Step-by-step explanation:
A minor allele frequency can be >50% due to mechanisms such as genetic drift, natural selection, and population size effects. Genetic drift, which is more pronounced in small populations, is a change in allele frequency dictated by chance events rather than advantageous traits. Over time, allele frequencies can fluctuate and evolve as part of a random walk until one becomes fixed. Natural selection can rapidly increase the frequency of an allele if it confers a reproductive advantage, while alleles that decrease survival or reproduction can swiftly decline.

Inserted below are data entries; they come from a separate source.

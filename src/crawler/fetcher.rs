//! HTTP fetcher implementation
//!
//! This module handles all HTTP requests for the crawler, including:
//! - Building the shared HTTP client with user agent and cookie set
//! - GET requests returning the body and its Content-Type
//! - Error classification

use crate::config::{cookie_header, HttpConfig};
use crate::ConfigError;
use reqwest::header::{HeaderMap, HeaderValue, CONTENT_TYPE, COOKIE};
use reqwest::Client;

/// Result of a fetch operation
#[derive(Debug)]
pub enum FetchResult {
    /// Successfully fetched the resource
    Success {
        /// Final URL after redirects
        final_url: String,
        /// HTTP status code
        status_code: u16,
        /// Content-Type header value (empty if absent)
        content_type: String,
        /// Response body
        body: Vec<u8>,
    },

    /// Server answered with a non-success status
    HttpError {
        /// The HTTP status code
        status_code: u16,
    },

    /// Network error (connection refused, timeout, truncated body, etc.)
    NetworkError {
        /// Error description
        error: String,
    },
}

/// Returns true if a Content-Type header value denotes an HTML document
pub fn is_html(content_type: &str) -> bool {
    let mime = content_type
        .split(';')
        .next()
        .unwrap_or("")
        .trim()
        .to_ascii_lowercase();
    mime == "text/html" || mime == "application/xhtml+xml"
}

/// Builds the HTTP client shared by every request of a run
///
/// The cookie set is attached to every request as a `Cookie` header.
/// Timeouts are left at the client defaults.
///
/// # Example
///
/// ```no_run
/// use mirror_crawl::config::HttpConfig;
/// use mirror_crawl::crawler::build_http_client;
///
/// let client = build_http_client(&HttpConfig::default()).unwrap();
/// ```
pub fn build_http_client(config: &HttpConfig) -> crate::Result<Client> {
    let mut headers = HeaderMap::new();
    if let Some(cookies) = cookie_header(&config.cookies) {
        let value = HeaderValue::from_str(&cookies).map_err(|e| {
            ConfigError::Validation(format!("cookies cannot be sent as a header: {}", e))
        })?;
        headers.insert(COOKIE, value);
    }

    let client = Client::builder()
        .user_agent(config.user_agent.as_str())
        .default_headers(headers)
        .gzip(true)
        .brotli(true)
        .build()?;

    Ok(client)
}

/// Fetches a URL with a single GET request
///
/// # Returns
///
/// A FetchResult indicating success or the type of failure. Non-2xx
/// statuses are reported without reading the body.
pub async fn fetch_url(client: &Client, url: &str) -> FetchResult {
    let response = match client.get(url).send().await {
        Ok(response) => response,
        Err(e) => {
            let error = if e.is_timeout() {
                format!("Request timeout: {}", e)
            } else if e.is_connect() {
                format!("Connection failed: {}", e)
            } else {
                e.to_string()
            };
            return FetchResult::NetworkError { error };
        }
    };

    let status = response.status();
    if !status.is_success() {
        return FetchResult::HttpError {
            status_code: status.as_u16(),
        };
    }

    let final_url = response.url().to_string();
    let content_type = response
        .headers()
        .get(CONTENT_TYPE)
        .and_then(|v| v.to_str().ok())
        .unwrap_or("")
        .to_string();

    match response.bytes().await {
        Ok(body) => FetchResult::Success {
            final_url,
            status_code: status.as_u16(),
            content_type,
            body: body.to_vec(),
        },
        Err(e) => FetchResult::NetworkError {
            error: format!("Failed to read body: {}", e),
        },
    }
}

Pertaining to the idea that allele frequencies always add up to 100 percent, if a polymorphism exists where an allele's frequency becomes greater than that of the alternate allele, it is no longer the minor allele but becomes the major allele in the population. So, a minor allele frequency can exceed 50% when there's a shift in allele frequency due to the above-mentioned evolutionary forces.
For instance, in population genetics, the evolution of a population is marked by a change in allele frequencies, such as the case with the ABO blood type system. Several factors can influence these changes, and a sudden increase in one allele can lead to a scenario where what was once a minor allele becomes the predominant one.